Unfortunately, the device with the MAC address above didn't have a hostname in that file (some devices did) and I didn't recognize anything about the IP address. So what is it?

2) Next linux utility I used was nmap.
Nmap is another great Linux utility to report all kinds of wonderful things about an IP address. Note if you don't execute nmap as root you don't get the same information returned. In my case it was missing the most important piece of information - device name.
sudo nmap
Starting Nmap 5.21 ( ) at 2012-01-14 09:30 CST
Nmap scan report for
Host is up (0.013s latency).
Not shown: 999 closed ports
111/tcp open  rpcbind
MAC Address: 00:10:0d:17:80:z9 (Vizio)

The key to my puzzle was the last bit of information after the MAC address- Vizio.

Turns out the device on my network the the "bad addr len" issue is a Vizio TV set. We have a Vizio TV (Vizio model M221NV Part 10212090022) with internet capabilities that obviously has some issues -or the wireless router it's connecting to has some issues. Now I'll just need to figure out if it's something I want to fix or ignore. At least I know it's not something critical on my home network.

The great news is that open source once again gives me the small tools to troubleshoot what's going on on my home network.


  1. Just so people know...
    Closed source (proprietary and FREE) gives you the small tools to troubleshoot what's going on too, even for Windows users.

    Microsoft offers "Network Monitor" for free, which captures, views and analyzes network traffic.

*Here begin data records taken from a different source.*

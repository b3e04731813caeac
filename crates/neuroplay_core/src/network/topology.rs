use crate::error::{EngineError, Result};
use neuroplay_data::{Link, Network, NetworkParams, Node, NodeId};
use rand::Rng;

/// Half-width of the uniform range used for initial link weights.
pub const INITIAL_WEIGHT_RANGE: f64 = 0.5;

pub fn validate(layer_sizes: &[usize], params: &NetworkParams) -> Result<()> {
    if layer_sizes.len() < 2 {
        return Err(EngineError::invalid_configuration(format!(
            "need at least 2 layers, got {}",
            layer_sizes.len()
        )));
    }
    if let Some(layer) = layer_sizes.iter().position(|&size| size == 0) {
        return Err(EngineError::invalid_configuration(format!(
            "layer {layer} has no nodes"
        )));
    }
    if !params.learning_rate.is_finite() || params.learning_rate <= 0.0 {
        return Err(EngineError::invalid_configuration(format!(
            "learning rate must be positive, got {}",
            params.learning_rate
        )));
    }
    if !params.regularization_rate.is_finite() || params.regularization_rate < 0.0 {
        return Err(EngineError::invalid_configuration(format!(
            "regularization rate must be non-negative, got {}",
            params.regularization_rate
        )));
    }
    Ok(())
}

pub fn create_network_with_rng<R: Rng>(
    layer_sizes: &[usize],
    params: NetworkParams,
    rng: &mut R,
) -> Result<Network> {
    validate(layer_sizes, &params)?;

    let layers: Vec<Vec<Node>> = layer_sizes
        .iter()
        .enumerate()
        .map(|(layer, &size)| {
            (0..size)
                .map(|index| Node::new(NodeId::new(layer, index)))
                .collect()
        })
        .collect();

    let link_count = layer_sizes.windows(2).map(|w| w[0] * w[1]).sum();
    let mut links = Vec::with_capacity(link_count);
    for layer in 1..layer_sizes.len() {
        for dest in 0..layer_sizes[layer] {
            for source in 0..layer_sizes[layer - 1] {
                links.push(Link {
                    source: NodeId::new(layer - 1, source),
                    dest: NodeId::new(layer, dest),
                    weight: rng.gen_range(-INITIAL_WEIGHT_RANGE..INITIAL_WEIGHT_RANGE),
                });
            }
        }
    }

    let mut network = Network {
        layers,
        links,
        params,
        incoming: Vec::new(),
        outgoing: Vec::new(),
        forward_pending: false,
    };
    initialize_index(&mut network);

    tracing::debug!(
        layers = ?layer_sizes,
        links = network.links.len(),
        activation = %params.activation,
        "Network created"
    );
    Ok(network)
}

/// Rebuilds the per-node incoming/outgoing link index.
///
/// Links whose endpoints fall outside the layer structure are skipped.
pub fn initialize_index(network: &mut Network) {
    let empty_index = |layers: &[Vec<Node>]| -> Vec<Vec<Vec<usize>>> {
        layers
            .iter()
            .map(|layer| vec![Vec::new(); layer.len()])
            .collect()
    };
    let mut incoming = empty_index(&network.layers);
    let mut outgoing = empty_index(&network.layers);

    for (link_idx, link) in network.links.iter().enumerate() {
        if let Some(slot) = incoming
            .get_mut(link.dest.layer)
            .and_then(|layer| layer.get_mut(link.dest.index))
        {
            slot.push(link_idx);
        }
        if let Some(slot) = outgoing
            .get_mut(link.source.layer)
            .and_then(|layer| layer.get_mut(link.source.index))
        {
            slot.push(link_idx);
        }
    }

    network.incoming = incoming;
    network.outgoing = outgoing;
}

#[must_use]
pub fn index_is_current(network: &Network) -> bool {
    network.incoming.len() == network.layers.len() && network.outgoing.len() == network.layers.len()
}
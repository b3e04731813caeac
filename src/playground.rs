use anyhow::Result;
use neuroplay_core::algorithms::AlgorithmRunner;
use neuroplay_core::config::AppConfig;
use neuroplay_core::dataset;
use neuroplay_core::error::EngineError;
use neuroplay_core::graph::LivingGraph;
use neuroplay_core::lifecycle::{self, create_neuron_with_rng};
use neuroplay_core::metrics::Metrics;
use neuroplay_core::network::NetworkLogic;
use neuroplay_core::training::{self, EpochReport};
use neuroplay_data::{AlgorithmKind, Network, NeuronType, Point, TrainingIssues, Vec3};
use rand::{Rng, SeedableRng};
use rand_chacha::ChaCha8Rng;
use uuid::Uuid;

/// Distance between layers of a seeded living graph along the x axis.
pub const LAYER_SPACING: f32 = 4.0;
/// Distance between neurons of the same layer along the y axis.
pub const NEURON_SPACING: f32 = 2.0;
/// Maximum depth offset applied to seeded neurons.
pub const DEPTH_JITTER: f32 = 0.5;

/// One playground session.
///
/// Owns everything the four loops touch: epoch training, Hebbian ticks, aging
/// ticks and animation frames. The host decides the cadence of each loop;
/// [`AppConfig::timing`] carries the suggested rates.
pub struct Playground {
    config: AppConfig,
    network: Network,
    train: Vec<Point>,
    test: Vec<Point>,
    graph: LivingGraph,
    runner: AlgorithmRunner,
    metrics: Metrics,
    epoch: u64,
    last_report: Option<EpochReport>,
    rng: ChaCha8Rng,
}

impl Playground {
    pub fn new(config: AppConfig) -> Result<Self> {
        config.validate()?;
        let mut rng = match config.network.seed {
            Some(seed) => ChaCha8Rng::seed_from_u64(seed),
            None => ChaCha8Rng::from_entropy(),
        };
        let network = Network::new_random_with_rng(
            &config.network.layer_sizes,
            config.network_params(),
            &mut rng,
        )?;

        let mut playground = Self {
            config,
            network,
            train: Vec::new(),
            test: Vec::new(),
            graph: LivingGraph::new(),
            runner: AlgorithmRunner::new(),
            metrics: Metrics::new(),
            epoch: 0,
            last_report: None,
            rng,
        };
        playground.regenerate_data();

        tracing::info!(
            layers = ?playground.config.network.layer_sizes,
            dataset = %playground.config.dataset.kind,
            "Playground created"
        );
        Ok(playground)
    }

    /// Trains one epoch and evaluates on both point sets.
    pub fn training_tick(&mut self) -> neuroplay_core::Result<EpochReport> {
        self.epoch += 1;
        let report =
            training::run_epoch(&mut self.network, self.epoch, &self.train, &self.test)?;
        self.metrics.record_training(self.train.len(), report.train_loss);
        self.last_report = Some(report);
        Ok(report)
    }

    /// Draws a fresh dataset and split. The network keeps its weights.
    pub fn regenerate_data(&mut self) {
        let settings = &self.config.dataset;
        let points = dataset::generate_with_rng(
            settings.kind,
            settings.count,
            settings.noise,
            &mut self.rng,
        );
        let (train, test) = dataset::split(points, settings.train_ratio, &mut self.rng);
        tracing::debug!(train = train.len(), test = test.len(), "Dataset split");
        self.train = train;
        self.test = test;
    }

    /// Reinitializes the network weights and restarts the epoch counter.
    pub fn reset_network(&mut self) -> Result<()> {
        self.network = Network::new_random_with_rng(
            &self.config.network.layer_sizes,
            self.config.network_params(),
            &mut self.rng,
        )?;
        self.epoch = 0;
        self.last_report = None;
        tracing::info!("Network reset");
        Ok(())
    }

    /// Diagnosis of the latest epoch.
    ///
    /// Clear before the first epoch and whenever there is no held-out test set,
    /// since validation accuracy is undefined then.
    #[must_use]
    pub fn training_issues(&self) -> TrainingIssues {
        if self.test.is_empty() {
            return TrainingIssues::default();
        }
        self.last_report
            .map(|report| {
                lifecycle::detect_training_issues(
                    report.train_accuracy,
                    report.test_accuracy,
                    self.epoch,
                )
            })
            .unwrap_or_default()
    }

    /// Presents `pattern` to the input neurons and runs one Hebbian step.
    ///
    /// Returns the number of neurons updated.
    pub fn hebbian_tick(&mut self, pattern: &[f32]) -> usize {
        self.graph.apply_pattern(pattern);
        let updated = self
            .graph
            .hebbian_step(self.config.living.hebbian_learning_rate);
        self.metrics.record_hebbian_tick();
        updated
    }

    /// Ages the living graph and prunes neurons that fell below the health
    /// threshold. Returns the number of neurons removed.
    pub fn aging_tick(&mut self) -> usize {
        self.graph.age_step();
        self.metrics.record_aging_tick();
        self.graph
            .prune_unhealthy(self.config.living.prune_health_threshold)
    }

    pub fn start_algorithm(&mut self, kind: AlgorithmKind) {
        self.runner.start(kind, self.graph.neurons_mut());
    }

    pub fn stop_algorithm(&mut self) {
        self.runner.stop(self.graph.neurons_mut());
    }

    /// Advances the running algorithm using wall-clock time.
    pub fn animation_frame(&mut self) -> bool {
        let advanced = self.runner.update(self.graph.neurons_mut());
        self.count_frame(advanced)
    }

    /// Advances the running algorithm at an explicit time in seconds.
    pub fn animation_frame_at(&mut self, elapsed: f32) -> bool {
        let advanced = self.runner.update_at(elapsed, self.graph.neurons_mut());
        self.count_frame(advanced)
    }

    fn count_frame(&self, advanced: bool) -> bool {
        if advanced {
            self.metrics.record_animation_frame();
        }
        advanced
    }

    /// Replaces the living graph with fully-connected layers of the given widths.
    ///
    /// The first layer holds input neurons and the last output neurons. Any
    /// running algorithm is stopped first.
    pub fn seed_graph(&mut self, layer_widths: &[usize]) -> Result<()> {
        if layer_widths.is_empty() || layer_widths.contains(&0) {
            return Err(EngineError::invalid_configuration(
                "living graph layers must be non-empty",
            )
            .into());
        }
        self.stop_algorithm();

        let mut graph = LivingGraph::new();
        let mut previous: Vec<Uuid> = Vec::new();
        let center = (layer_widths.len() - 1) as f32 / 2.0;

        for (layer, &width) in layer_widths.iter().enumerate() {
            let neuron_type = if layer == 0 {
                NeuronType::Input
            } else if layer + 1 == layer_widths.len() {
                NeuronType::Output
            } else {
                NeuronType::Hidden
            };
            let x = (layer as f32 - center) * LAYER_SPACING;
            let row_center = (width - 1) as f32 / 2.0;

            let mut current = Vec::with_capacity(width);
            for index in 0..width {
                let position = Vec3::new(
                    x,
                    (index as f32 - row_center) * NEURON_SPACING,
                    self.rng.gen_range(-DEPTH_JITTER..=DEPTH_JITTER),
                );
                let neuron = create_neuron_with_rng(position, neuron_type, &mut self.rng);
                let id = graph.add_neuron(neuron);
                for &from in &previous {
                    graph.connect_with_rng(from, id, &mut self.rng)?;
                }
                current.push(id);
            }
            previous = current;
        }

        tracing::info!(
            neurons = graph.len(),
            connections = graph.connections().len(),
            "Living graph seeded"
        );
        self.graph = graph;
        Ok(())
    }

    #[must_use]
    pub fn config(&self) -> &AppConfig {
        &self.config
    }

    #[must_use]
    pub fn network(&self) -> &Network {
        &self.network
    }

    #[must_use]
    pub fn train_points(&self) -> &[Point] {
        &self.train
    }

    #[must_use]
    pub fn test_points(&self) -> &[Point] {
        &self.test
    }

    #[must_use]
    pub fn graph(&self) -> &LivingGraph {
        &self.graph
    }

    #[must_use]
    pub fn epoch(&self) -> u64 {
        self.epoch
    }

    #[must_use]
    pub fn last_report(&self) -> Option<EpochReport> {
        self.last_report
    }

    #[must_use]
    pub fn current_algorithm(&self) -> Option<AlgorithmKind> {
        self.runner.current_algorithm()
    }

    #[must_use]
    pub fn metrics(&self) -> &Metrics {
        &self.metrics
    }
}
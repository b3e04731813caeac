//! Decorative animation algorithms for the living network.
//!
//! Each algorithm is a pure strategy: given the seconds elapsed since it
//! started and a snapshot of the neurons, it returns one [`NeuronTarget`] per
//! neuron. [`AlgorithmRunner`] owns the shared policy for applying targets:
//! clamping activation, hard-setting or blending colors, and fading back to
//! the colors captured when the algorithm started.

pub mod cascade;
pub mod pulse;
pub mod spiral;
pub mod walker;
pub mod wave;

use neuroplay_data::{AlgorithmKind, Color, LiveNeuron};
use std::collections::HashMap;
use std::time::Instant;
use uuid::Uuid;

pub use cascade::CascadeActivation;
pub use pulse::PulseNetwork;
pub use spiral::SpiralGrowth;
pub use walker::RandomWalker;
pub use wave::WavePropagation;

/// Per-frame rate at which untargeted neurons return to their original color.
pub const FADE_RATE: f32 = 0.03;
/// Per-frame rate used when blending toward a low-intensity target color.
pub const BLEND_RATE: f32 = 0.2;
/// Per-frame activation multiplier for neurons outside an algorithm's focus.
pub const DECAY: f32 = 0.98;

#[derive(Debug, Clone, Copy, PartialEq)]
pub enum ActivationUpdate {
    Set(f32),
    /// Multiply the current activation.
    Scale(f32),
    /// Raise the current activation to at least this value.
    Raise(f32),
}

#[derive(Debug, Clone, Copy, PartialEq)]
pub enum ColorUpdate {
    Set(Color),
    Blend { target: Color, rate: f32 },
    /// Move toward the color captured at start.
    FadeBack(f32),
}

#[derive(Debug, Clone, Copy, PartialEq)]
pub struct NeuronTarget {
    pub activation: ActivationUpdate,
    pub color: ColorUpdate,
}

impl NeuronTarget {
    /// Decay activation and fade back to the original color.
    #[must_use]
    pub const fn resting() -> Self {
        Self {
            activation: ActivationUpdate::Scale(DECAY),
            color: ColorUpdate::FadeBack(FADE_RATE),
        }
    }
}

/// Hard-set `color` when `intensity` exceeds `threshold`, otherwise blend.
#[must_use]
pub fn intensity_color(color: Color, intensity: f32, threshold: f32) -> ColorUpdate {
    if intensity > threshold {
        ColorUpdate::Set(color)
    } else {
        ColorUpdate::Blend {
            target: color,
            rate: BLEND_RATE,
        }
    }
}

/// A time-parametrized animation strategy.
pub trait Algorithm {
    fn kind(&self) -> AlgorithmKind;

    /// Targets for every neuron, in the same order as `neurons`.
    fn targets(&self, elapsed: f32, neurons: &[LiveNeuron]) -> Vec<NeuronTarget>;
}

#[must_use]
pub fn algorithm_for(kind: AlgorithmKind) -> Box<dyn Algorithm> {
    match kind {
        AlgorithmKind::WavePropagation => Box::new(WavePropagation),
        AlgorithmKind::SpiralGrowth => Box::new(SpiralGrowth),
        AlgorithmKind::CascadeActivation => Box::new(CascadeActivation),
        AlgorithmKind::PulseNetwork => Box::new(PulseNetwork),
        AlgorithmKind::RandomWalker => Box::new(RandomWalker),
    }
}

/// Applies `targets` to `neurons`, using `originals` for fade-back.
///
/// Neurons without a captured original color keep their color on fade-back.
pub fn apply_targets(
    neurons: &mut [LiveNeuron],
    targets: &[NeuronTarget],
    originals: &HashMap<Uuid, Color>,
) {
    for (neuron, target) in neurons.iter_mut().zip(targets) {
        let activation = match target.activation {
            ActivationUpdate::Set(value) => value,
            ActivationUpdate::Scale(factor) => neuron.activation * factor,
            ActivationUpdate::Raise(floor) => neuron.activation.max(floor),
        };
        neuron.activation = if activation.is_finite() {
            activation.clamp(0.0, 1.0)
        } else {
            0.0
        };

        neuron.color = match target.color {
            ColorUpdate::Set(color) => color,
            ColorUpdate::Blend { target, rate } => neuron.color.lerp(&target, rate),
            ColorUpdate::FadeBack(rate) => match originals.get(&neuron.id) {
                Some(original) => neuron.color.lerp(original, rate),
                None => neuron.color,
            },
        };
    }
}

/// Drives at most one running algorithm over a caller-owned set of neurons.
#[derive(Default)]
pub struct AlgorithmRunner {
    current: Option<Box<dyn Algorithm>>,
    started_at: Option<Instant>,
    original_colors: HashMap<Uuid, Color>,
}

impl AlgorithmRunner {
    #[must_use]
    pub fn new() -> Self {
        Self::default()
    }

    /// Starts `kind`, capturing the current colors. A running algorithm is
    /// stopped first so its colors are restored before the new capture.
    pub fn start(&mut self, kind: AlgorithmKind, neurons: &mut [LiveNeuron]) {
        if self.is_active() {
            self.stop(neurons);
        }
        self.original_colors = neurons.iter().map(|n| (n.id, n.color)).collect();
        self.current = Some(algorithm_for(kind));
        self.started_at = Some(Instant::now());
        tracing::info!(algorithm = %kind, neurons = neurons.len(), "Algorithm started");
    }

    /// Restores every captured color and releases the snapshot.
    pub fn stop(&mut self, neurons: &mut [LiveNeuron]) {
        for neuron in neurons.iter_mut() {
            if let Some(original) = self.original_colors.get(&neuron.id) {
                neuron.color = *original;
            }
        }
        if let Some(algorithm) = self.current.take() {
            tracing::info!(algorithm = %algorithm.kind(), "Algorithm stopped");
        }
        self.original_colors.clear();
        self.started_at = None;
    }

    /// Advances one frame using wall-clock time since [`AlgorithmRunner::start`].
    /// Returns `false` when nothing is running.
    pub fn update(&mut self, neurons: &mut [LiveNeuron]) -> bool {
        let Some(started_at) = self.started_at else {
            return false;
        };
        let elapsed = started_at.elapsed().as_secs_f32();
        self.update_at(elapsed, neurons)
    }

    /// Advances one frame at an explicit `elapsed` time in seconds.
    pub fn update_at(&mut self, elapsed: f32, neurons: &mut [LiveNeuron]) -> bool {
        let Some(algorithm) = &self.current else {
            return false;
        };
        let targets = algorithm.targets(elapsed.max(0.0), neurons);
        apply_targets(neurons, &targets, &self.original_colors);
        true
    }

    #[must_use]
    pub fn is_active(&self) -> bool {
        self.current.is_some()
    }

    #[must_use]
    pub fn current_algorithm(&self) -> Option<AlgorithmKind> {
        self.current.as_ref().map(|a| a.kind())
    }
}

    NEWT Professional is free too.

    Getting the vendor in exchange for the first 3 octets of the MAC ID is child's play, although I have a MAC ID database, other people can use everyone's friend, Google.

    I do agree about open source. There are some real good software finds, one being WireShark and Nmap (for Windows).

  2. Here's the link to Microsoft Network Monitor (I think this originally came from Sysinternals) They have some really nice products.

    Really nice to have similar tools for alternate platforms -Thanks.